NMR structures of parent peptide 1 and turn variants 2-5. (A) Ensemble of 10 lowest energy structures for each sequence. (B) Zoomed view of the metal-binding β-turn from the lowest energy conformer from each ensemble. BTD and δ-Orn are treated as dipeptides in sequence numbering.

Figure 3.

Per-residue backbone rmsd values from the overlay of the NMR ensembles for turn variants 2-5 with that of parent peptide 1. For each pairwise comparison, the corresponding intra-ensemble rmsd plots for the two individual sequences are shown. The four-residue β-turn is highlighted in gray, and the rmsd value for Cys¹⁰ at position i+3 labeled. Data for the disordered termini (residues 1, 29-31) are not shown.

Figure 4.

(A) Sequences of Sp1-2 peptide 1 and variant 6 alongside chemical structures of unnatural amino acid residues used in the variant. An R group, when present, matches that of the α-amino acid denoted by the corresponding single letter code in the sequence.

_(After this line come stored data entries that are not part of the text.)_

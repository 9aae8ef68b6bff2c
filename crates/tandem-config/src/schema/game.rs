//! Timing constants carried in game messages.

use serde::{Deserialize, Serialize};

/// Durations (seconds) stamped onto start and role-swap messages. The relay
/// never runs timers itself; clients count down and send ticks.
#[derive(Debug, Clone, Copy, PartialEq, Eq, Serialize, Deserialize)]
#[serde(default)]
pub struct GameConfig {
    /// Pre-game countdown sent with `startGame` and implicit countdowns.
    pub start_countdown_secs: i64,
    /// Speaking time for the first turn.
    pub time_to_speak_secs: i64,
    /// Speaking time after a role swap.
    pub swap_time_to_speak_secs: i64,
}

impl Default for GameConfig {
    fn default() -> Self {
        Self {
            start_countdown_secs: 30,
            time_to_speak_secs: 600,
            swap_time_to_speak_secs: 10,
        }
    }
}
use serde::{Deserialize, Serialize};

/// Log level values.
#[derive(Debug, Clone, Copy, Default, PartialEq, Eq, Serialize, Deserialize)]
#[serde(rename_all = "lowercase")]
pub enum LogLevel {
    Trace,
    Debug,
    #[default]
    Info,
    Warn,
    Error,
}

impl LogLevel {
    pub fn as_str(&self) -> &'static str {
        match self {
            LogLevel::Trace => "trace",
            LogLevel::Debug => "debug",
            LogLevel::Info => "info",
            LogLevel::Warn => "warn",
            LogLevel::Error => "error",
        }
    }
}

/// Logging configuration.
#[derive(Debug, Clone, Serialize, Deserialize)]
#[serde(default)]
pub struct LoggingConfig {
    pub level: LogLevel,
    /// Colored output.
    pub ansi: bool,
}

impl LoggingConfig {
    /// `EnvFilter` directive scoping the configured level to the relay's crates.
    pub fn directive(&self) -> String {
        let level = self.level.as_str();
        format!("tandem_relay={level},tandem_config={level}")
    }
}

impl Default for LoggingConfig {
    fn default() -> Self {
        Self {
            level: LogLevel::Info,
            ansi: true,
        }
    }
}
use std::path::PathBuf;

use clap::Parser;

/// Room-scoped WebSocket relay for paired speaking practice.
#[derive(Parser, Debug)]
#[command(name = "tandem-relay", version, about)]
pub struct Args {
    /// Config file path override.
    #[arg(long)]
    pub config: Option<PathBuf>,

    /// Interface to bind (overrides config).
    #[arg(long)]
    pub host: Option<String>,

    /// Port to listen on (overrides config).
    #[arg(short, long)]
    pub port: Option<u16>,

    /// Log filter override, e.g. "tandem_relay=debug".
    #[arg(long)]
    pub log_level: Option<String>,

    /// Write a commented default config to this path and exit.
    #[arg(long, value_name = "PATH")]
    pub init_config: Option<PathBuf>,
}

pub fn parse() -> Args {
    Args::parse()
}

Metal-coordinating Cys and His residues are underlined in the sequence; B = norleucine. (B) Ensemble of 10 lowest energy coordinate sets from the NMR structure of variant 6. (C) Overlay of the NMR structure of prototype domain 1 and variant 6. A single representative member of each ensemble is shown. Coloring of carbons in the structure of 6 matches the color scheme from panel (A). (D) Per-residue backbone rmsd values from the overlay of the NMR ensembles of variant 6 and prototype 1; the corresponding intra-ensemble rmsd plots for the two individual sequences are shown. Data for the disordered termini (residues 1, 29-31) are not shown.